Werdegang und Aktivitäten

April - Dezember 2000
Teilnahme an der Bürgerbeteiligung zum Vorhaben- und Erschließungsplan DKV-Erweiterung, Aachener Straße/Melatengürtel, 69 Unterschriften von Anwohnern; Teilnahme an der Bürgerbeteiligung zum Vorhaben- und Erschließungsplan Neue Vitalisstrasse - Einwände nicht berücksichtigt
Forderung nach einem Gesamtkonzept/Rahmenkonzept für das Planungsgebiet Ehrenfeld/Braunsfeld, welches auch Teile von Müngersdorf und Vogelsang umfasst
Forderung nach einem Moratorium (Baustopp) bis zu dessen Fertigstellung

Winter 2000/2001
Kontakt zur RWTH Aachen, Lehrstuhl für Planungstheorie und Stadtplanung, Prof.
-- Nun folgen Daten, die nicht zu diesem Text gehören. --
//! Simulation triggers.

use disha_core::{LiveView, SimulationOutcome, TrafficSimulation};

use crate::cli::{GlobalOpts, SimulateArgs, SimulateCommand};
use crate::error::CliError;
use crate::output;

use super::{incidents, util};

fn outcome_detail(o: &SimulationOutcome, color: bool) -> String {
    [
        format!("Signal:  {}", o.signal_id.as_deref().unwrap_or("-")),
        format!(
            "State:   {}",
            o.new_state
                .map_or_else(|| "-".into(), |s| output::signal_state(s, color))
        ),
        format!(
            "Density: {}",
            o.density.map_or_else(|| "-".into(), |d| format!("{d}%"))
        ),
    ]
    .join("\n")
}

fn print_outcome(outcome: &SimulationOutcome, global: &GlobalOpts) -> Result<(), CliError> {
    let color = output::should_color(&global.color_mode());
    let out = output::render_single(
        &global.format(),
        outcome,
        |o| outcome_detail(o, color),
        |o| o.signal_id.clone().unwrap_or_default(),
    )?;
    output::print_output(&out, global.quiet);
    Ok(())
}

pub async fn handle(view: &LiveView, args: SimulateArgs, global: &GlobalOpts) -> Result<(), CliError> {
    match args.command {
        SimulateCommand::Emergency { road } => {
            let profile = &view.config().emergency;
            let message = format!(
                "Dispatching emergency vehicle on {}...",
                road.as_deref().unwrap_or(&profile.road_id)
            );
            let outcome = match road {
                Some(road) => {
                    let params = TrafficSimulation::new(road, profile.density, profile.avg_speed)
                        .with_emergency_vehicle(true);
                    util::with_spinner(global, &message, view.simulate_traffic(&params)).await?
                }
                None => util::with_spinner(global, &message, view.simulate_emergency()).await?,
            };
            util::status_line(global, "Emergency vehicle detected! Signals updated for green wave.");
            print_outcome(&outcome, global)
        }

        SimulateCommand::Incident { count } => {
            let mut created = Vec::new();
            for n in 1..=count {
                let incident = util::with_spinner(
                    global,
                    &format!("Creating random incident {n}/{count}..."),
                    view.simulate_random_incident(),
                )
                .await?;
                created.push(incident);
            }
            output::print_output(&incidents::render_incidents(&created, global)?, global.quiet);
            Ok(())
        }

        SimulateCommand::Traffic {
            road,
            density,
            speed,
            emergency,
        } => {
            if !speed.is_finite() || speed < 0.0 {
                return Err(CliError::Validation {
                    field: "speed".into(),
                    reason: format!("expected a non-negative number, got {speed}"),
                });
            }
            let params = TrafficSimulation::new(road, density, speed).with_emergency_vehicle(emergency);
            let outcome = view.simulate_traffic(&params).await?;
            print_outcome(&outcome, global)
        }
    }
}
Selle

März 2001
Themenabend "Rahmenkonzept Ehrenfeld/Braunsfeld" mit Experten und Diskussion im Maarhof

April 2001
Themenabend "Verkehr" mit Experten und Diskussion im Maarhof

 

Mai 2001
Mitglied im Arbeitskreis Bürgergruppen und Initiativen im Stadtbezirk 3

Juni 2001
Teilnahme an der Bürgerbeteiligung zum Vorhaben- und Erschließungsplan Girlitzweg
Beitritt zur Köln Agenda
Themenabend "Grünflächen und Stadtklima" mit Experten und Diskussion im Maarhof

Juli 2001
Themenabend "Stadtstruktur und Stadtgestalt" mit Experten und Diskussion im Maarhof

August 2001
Öffentliche Ausstellung von zehn studentischen Seminararbeiten der RWTH Aachen für das Rahmenkonzept Braunsfeld mit Präsentation im Haus des Kölner Karnevals.

September 2001
Einrichtung eines Arbeitsraums, der uns freundlicherweise von Herrn Bausinger jr. zur Verfügung gestellt wurde.

Oktober 2001
Themenabend "Bürgerbeteiligung" mit Experten und Diskussion im Maarhof
Themenabend "Geschichte und Denkmalpflege" mit Diavortrag - Geschichte als Chance zu einer nachhaltigen Stadtentwicklung in den historischen Industrievierteln - im Bel Air auf dem Sidolgelände
Braunsfelder Kulturappell mit Unterschriftensammlung

Zu allen Themen wurden Positionspapiere erarbeitet, die veröffentlicht wurden.

November 2001
Arbeitsgemeinschaft mit dem Bürgerverein Köln-Müngersdorf e.V.
Ziel ist es, einen BÜRGERPLAN WEST aufzustellen, in dem die bisher erarbeiteten Ideen und Vorschläge unter städtebaulichen Aspekten diskutiert und zusammengefasst werden.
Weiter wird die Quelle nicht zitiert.